The data START
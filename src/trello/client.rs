use async_trait::async_trait;
use reqwest::Method;
use serde::de::DeserializeOwned;

use super::{ApiError, ApiResult, BoardService, CardBatch};
use crate::config::Credentials;
use crate::model::card::{Board, BoardList, Card, Label, NewCard};

pub const TRELLO_API: &str = "https://api.trello.com/1";

pub struct TrelloClient {
    base: String,
    api_key: String,
    token: String,
    client: reqwest::Client,
}

impl TrelloClient {
    pub fn new(credentials: &Credentials) -> Self {
        Self::with_base_url(TRELLO_API, credentials)
    }

    pub fn with_base_url(base: &str, credentials: &Credentials) -> Self {
        Self {
            base: base.trim_end_matches('/').to_string(),
            api_key: credentials.api_key.clone(),
            token: credentials.api_token.clone(),
            client: reqwest::Client::new(),
        }
    }

    fn auth_params(&self) -> [(&str, &str); 2] {
        [("key", &self.api_key), ("token", &self.token)]
    }

    /// Sends one request and returns the body of a successful response.
    async fn send(&self, method: Method, endpoint: &str, params: &[(&str, &str)]) -> ApiResult<String> {
        let transport = |source| ApiError::Transport {
            method: method.clone(),
            endpoint: endpoint.to_string(),
            source,
        };

        let resp = self
            .client
            .request(method.clone(), format!("{}/{endpoint}", self.base))
            .query(&self.auth_params())
            .query(params)
            .send()
            .await
            .map_err(transport)?;

        let status = resp.status();
        if !status.is_success() {
            return Err(ApiError::Status {
                method: method.clone(),
                endpoint: endpoint.to_string(),
                status: status.as_u16(),
            });
        }
        resp.text().await.map_err(transport)
    }

    async fn fetch<T: DeserializeOwned>(
        &self,
        method: Method,
        endpoint: &str,
        params: &[(&str, &str)],
    ) -> ApiResult<T> {
        let body = self.send(method.clone(), endpoint, params).await?;
        serde_json::from_str(&body).map_err(|source| ApiError::Decode {
            method,
            endpoint: endpoint.to_string(),
            source,
        })
    }

    async fn get<T: DeserializeOwned>(&self, endpoint: &str, params: &[(&str, &str)]) -> ApiResult<T> {
        self.fetch(Method::GET, endpoint, params).await
    }

    async fn post<T: DeserializeOwned>(&self, endpoint: &str, params: &[(&str, &str)]) -> ApiResult<T> {
        self.fetch(Method::POST, endpoint, params).await
    }

    async fn post_unit(&self, endpoint: &str, params: &[(&str, &str)]) -> ApiResult<()> {
        self.send(Method::POST, endpoint, params).await.map(|_| ())
    }

    async fn put(&self, endpoint: &str, params: &[(&str, &str)]) -> ApiResult<()> {
        self.send(Method::PUT, endpoint, params).await.map(|_| ())
    }

    async fn delete(&self, endpoint: &str) -> ApiResult<()> {
        self.send(Method::DELETE, endpoint, &[]).await.map(|_| ())
    }
}

#[async_trait]
impl BoardService for TrelloClient {
    async fn list_boards(&self) -> ApiResult<Vec<Board>> {
        self.get("members/me/boards", &[("fields", "name,id")]).await
    }

    async fn board_labels(&self, board_id: &str) -> ApiResult<Vec<Label>> {
        self.get(&format!("boards/{board_id}/labels"), &[]).await
    }

    async fn board_lists(&self, board_id: &str) -> ApiResult<Vec<BoardList>> {
        self.get(&format!("boards/{board_id}/lists"), &[("fields", "id,name")])
            .await
    }

    /// Cards are decoded one by one so a single malformed entry costs only itself.
    async fn board_cards(&self, board_id: &str) -> ApiResult<CardBatch> {
        let endpoint = format!("boards/{board_id}/cards");
        let raw: Vec<serde_json::Value> = self.get(&endpoint, &[("fields", "all")]).await?;

        let mut batch = CardBatch::default();
        for (idx, value) in raw.into_iter().enumerate() {
            match serde_json::from_value::<Card>(value) {
                Ok(card) => batch.cards.push(card),
                Err(source) => batch.rejected.push(ApiError::Decode {
                    method: Method::GET,
                    endpoint: format!("{endpoint}[{idx}]"),
                    source,
                }),
            }
        }
        Ok(batch)
    }

    async fn create_label(&self, board_id: &str, name: &str, color: &str) -> ApiResult<Label> {
        self.post(
            "labels",
            &[("name", name), ("color", color), ("idBoard", board_id)],
        )
        .await
    }

    async fn get_card(&self, card_id: &str) -> ApiResult<Card> {
        self.get(&format!("cards/{card_id}"), &[("fields", "all")])
            .await
    }

    async fn create_card(&self, card: &NewCard) -> ApiResult<Card> {
        let mut params = vec![
            ("idList", card.list_id.as_str()),
            ("name", card.name.as_str()),
            ("desc", card.desc.as_str()),
            ("pos", "top"),
        ];
        if let Some(due) = &card.due {
            params.push(("due", due.as_str()));
        }
        self.post("cards", &params).await
    }

    async fn add_label(&self, card_id: &str, label_id: &str) -> ApiResult<()> {
        self.post_unit(&format!("cards/{card_id}/idLabels"), &[("value", label_id)])
            .await
    }

    async fn add_member(&self, card_id: &str, member_id: &str) -> ApiResult<()> {
        self.post_unit(&format!("cards/{card_id}/idMembers"), &[("value", member_id)])
            .await
    }

    async fn add_comment(&self, card_id: &str, text: &str) -> ApiResult<()> {
        self.post_unit(&format!("cards/{card_id}/actions/comments"), &[("text", text)])
            .await
    }

    async fn move_card(&self, card_id: &str, list_id: &str) -> ApiResult<()> {
        self.put(&format!("cards/{card_id}"), &[("idList", list_id)])
            .await
    }

    async fn delete_card(&self, card_id: &str) -> ApiResult<()> {
        self.delete(&format!("cards/{card_id}")).await
    }
}
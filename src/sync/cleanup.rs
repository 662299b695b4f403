use tracing::{info, warn};

use super::{CardLookup, Reconciler, RunContext};
use crate::logging::section;
use crate::model::mapping::Mapping;

#[derive(Debug, Clone, Copy, PartialEq, Eq)]
pub(super) enum LabelSide {
    Original,
    Weekly,
}

impl LabelSide {
    fn describe(self) -> &'static str {
        match self {
            LabelSide::Original => "original card",
            LabelSide::Weekly => "Weekly board",
        }
    }
}

/// What to do with one mapping. Variants are listed in precedence order.
#[derive(Debug, Clone, Copy, PartialEq, Eq)]
pub(super) enum Teardown {
    OriginalGone { mirror_exists: bool },
    MirrorGone,
    LabelRemoved(LabelSide),
    Keep,
    /// A lookup failed for a reason other than 404; try again next run.
    Undecided,
}

pub(super) fn classify(original: &CardLookup, weekly: &CardLookup, trigger: &str) -> Teardown {
    match (original, weekly) {
        (CardLookup::Unavailable, _) | (_, CardLookup::Unavailable) => Teardown::Undecided,
        (CardLookup::Gone, weekly) => Teardown::OriginalGone {
            mirror_exists: weekly.card().is_some(),
        },
        (CardLookup::Found(_), CardLookup::Gone) => Teardown::MirrorGone,
        (CardLookup::Found(o), CardLookup::Found(w)) => {
            if !o.has_label(trigger) {
                Teardown::LabelRemoved(LabelSide::Original)
            } else if !w.has_label(trigger) {
                Teardown::LabelRemoved(LabelSide::Weekly)
            } else {
                Teardown::Keep
            }
        }
    }
}

impl Reconciler<'_> {
    pub(super) async fn cleanup_removed_labels(&self, ctx: &mut RunContext) {
        section("CLEANING UP REMOVED LABELS");
        let mappings = ctx.table.mappings.clone();
        for mapping in &mappings {
            self.cleanup_mapping(mapping, ctx).await;
        }
    }

    async fn cleanup_mapping(&self, mapping: &Mapping, ctx: &mut RunContext) {
        let original = self.lookup_card(&mapping.original_card_id, ctx).await;
        let weekly = self.lookup_card(&mapping.weekly_card_id, ctx).await;

        match classify(&original, &weekly, &self.config.trigger_label) {
            Teardown::OriginalGone { mirror_exists } => {
                info!("Original card deleted, removing from Weekly board");
                if mirror_exists {
                    ctx.settle(self.service.delete_card(&mapping.weekly_card_id).await);
                }
            }
            Teardown::MirrorGone => {
                info!("Weekly card deleted manually, cleaning up mapping");
                let comment = "🔄 Removed from Weekly Milestone board (card deleted)";
                ctx.settle(
                    self.service
                        .add_comment(&mapping.original_card_id, comment)
                        .await,
                );
            }
            Teardown::LabelRemoved(side) => {
                let name = original.card().map(|c| c.name.as_str()).unwrap_or_default();
                info!(
                    "'{}' label removed from {}: {name}",
                    self.config.trigger_label,
                    side.describe()
                );
                ctx.settle(self.service.delete_card(&mapping.weekly_card_id).await);
                let comment = format!(
                    "🔄 Removed from Weekly Milestone board (label removed from {})",
                    side.describe()
                );
                ctx.settle(
                    self.service
                        .add_comment(&mapping.original_card_id, &comment)
                        .await,
                );
            }
            Teardown::Keep => return,
            Teardown::Undecided => {
                warn!(
                    original = %mapping.original_card_id,
                    weekly = %mapping.weekly_card_id,
                    "Could not check mapping, leaving it for the next run"
                );
                return;
            }
        }

        ctx.table.remove_by_weekly(&mapping.weekly_card_id);
        ctx.stats.removed += 1;
    }
}
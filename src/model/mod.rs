pub mod card;
pub mod mapping;
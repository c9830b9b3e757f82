/*! One relay's receive, decrypt, forward/deliver cycle.
*/

pub mod codec;
pub mod errors;
pub mod processor;
pub mod server;
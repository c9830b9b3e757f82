/*! The relay server applying the processor to every inbound connection.
*/

use futures::channel::mpsc;
use futures::{SinkExt, StreamExt};
use tokio::io::AsyncWriteExt;
use tokio::net::{TcpListener, TcpStream};
use tokio_util::codec::FramedRead;

use husk_crypto::LayerKey;
use husk_packet::onion::OnionMessage;

use crate::relay::codec::OnionCodec;
use crate::relay::errors::{ConnectionError, ForwardingError, HandleMessageError, ServerRunError};
use crate::relay::processor::{process_message, FinalDelivery, ForwardInstruction, ProcessedMessage};

/** One relay identity applying the processor to every inbound stream.

The only state shared across connections is the immutable pre-shared key
and the delivery sink, so connection handling needs no locking.
*/
#[derive(Clone)]
pub struct Server {
    /// Relay identity used in logs.
    id: String,
    /// This relay's static layer key.
    key: LayerKey,
    /// Where exit-hop plaintext goes. When absent it is logged instead.
    delivery_sink: Option<mpsc::Sender<FinalDelivery>>,
}

impl Server {
    /// Create a relay server from its identity and pre-shared key.
    pub fn new(id: String, key: LayerKey) -> Server {
        Server {
            id,
            key,
            delivery_sink: None,
        }
    }

    /// Relay identity used in logs.
    pub fn id(&self) -> &str {
        &self.id
    }

    /// Set the sink that receives exit-hop plaintext.
    pub fn set_delivery_sink(&mut self, sink: mpsc::Sender<FinalDelivery>) {
        self.delivery_sink = Some(sink);
    }

    /** Handle one inbound onion message.

    Unwraps this relay's layer, then either passes the opaque payload to
    the successor over a fresh outbound connection or delivers the
    plaintext locally. Fire and forget: no acknowledgment is awaited and
    no error ever travels back towards the sender.
    */
    pub async fn handle_message(&self, message: &OnionMessage) -> Result<(), HandleMessageError> {
        match process_message(message, &self.key)? {
            ProcessedMessage::Forward(forward) => {
                info!("{} forwarding to {}", self.id, forward.to);
                self.forward(&forward).await.map_err(HandleMessageError::Forwarding)
            },
            ProcessedMessage::Deliver(delivery) => self.deliver(delivery).await,
        }
    }

    /// Open an outbound connection to the next hop, write the opaque
    /// payload as the entire body and close. No reply is read; there is no
    /// timeout and no retry, so a failed forward is terminal for the
    /// message.
    async fn forward(&self, forward: &ForwardInstruction) -> Result<(), ForwardingError> {
        let mut stream = TcpStream::connect((forward.to.host.as_str(), forward.to.port))
            .await
            .map_err(|error| ForwardingError::Connect { to: forward.to.clone(), error })?;

        stream
            .write_all(forward.payload.as_bytes())
            .await
            .map_err(|error| ForwardingError::Write { to: forward.to.clone(), error })?;

        stream
            .shutdown()
            .await
            .map_err(|error| ForwardingError::Write { to: forward.to.clone(), error })
    }

    /// Hand exit-hop plaintext to the configured sink, or log it.
    async fn deliver(&self, delivery: FinalDelivery) -> Result<(), HandleMessageError> {
        match self.delivery_sink.clone() {
            Some(mut sink) => {
                debug!("{} delivering final payload to sink", self.id);
                sink.send(delivery).await.map_err(HandleMessageError::Deliver)
            },
            None => {
                info!("{} final payload: {}", self.id, delivery.plaintext);
                Ok(())
            },
        }
    }
}

/** Run one inbound connection to completion.

Buffers the stream until the peer closes, parses the body as a single
onion message and handles it. The inbound connection is never held open
waiting for more messages, and nothing is ever written back on it.
*/
pub async fn relay_run_connection(server: &Server, stream: TcpStream) -> Result<(), ConnectionError> {
    let mut framed = FramedRead::new(stream, OnionCodec);

    let message = match framed.next().await {
        Some(message) => message?,
        None => {
            debug!("{} connection closed with no message", server.id());
            return Ok(());
        },
    };

    debug!("{} received message: {}", server.id(), message);
    server.handle_message(&message).await?;

    Ok(())
}

/** Run the relay server on inbound connections from `listener`.

Connections are handled concurrently, one task per connection, and are
accepted as fast as they arrive: there is no backpressure and no limit on
the number of concurrent connections, which is a known resource-exhaustion
exposure of this protocol. Per-message errors are logged and the message
dropped; the loop itself only fails when accepting connections fails.
*/
pub async fn relay_run(server: &Server, listener: TcpListener) -> Result<(), ServerRunError> {
    if let Ok(addr) = listener.local_addr() {
        info!("{} listening on {}", server.id(), addr);
    }

    loop {
        let (stream, addr) = listener.accept().await.map_err(ServerRunError::Accept)?;
        trace!("{} accepted connection from {}", server.id(), addr);

        let server = server.clone();
        tokio::spawn(async move {
            if let Err(e) = relay_run_connection(&server, stream).await {
                error!("{} error processing message: {}", server.id(), e);
            }
        });
    }
}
The data END
Using the records above, restate word for word the lines from the one with "onion message and" through the one with "let message = match", both included.

onion message and handles it. The inbound connection is never held open
waiting for more messages, and nothing is ever written back on it.
*/
pub async fn relay_run_connection(server: &Server, stream: TcpStream) -> Result<(), ConnectionError> {
    let mut framed = FramedRead::new(stream, OnionCodec);

    let message = match framed.next().await {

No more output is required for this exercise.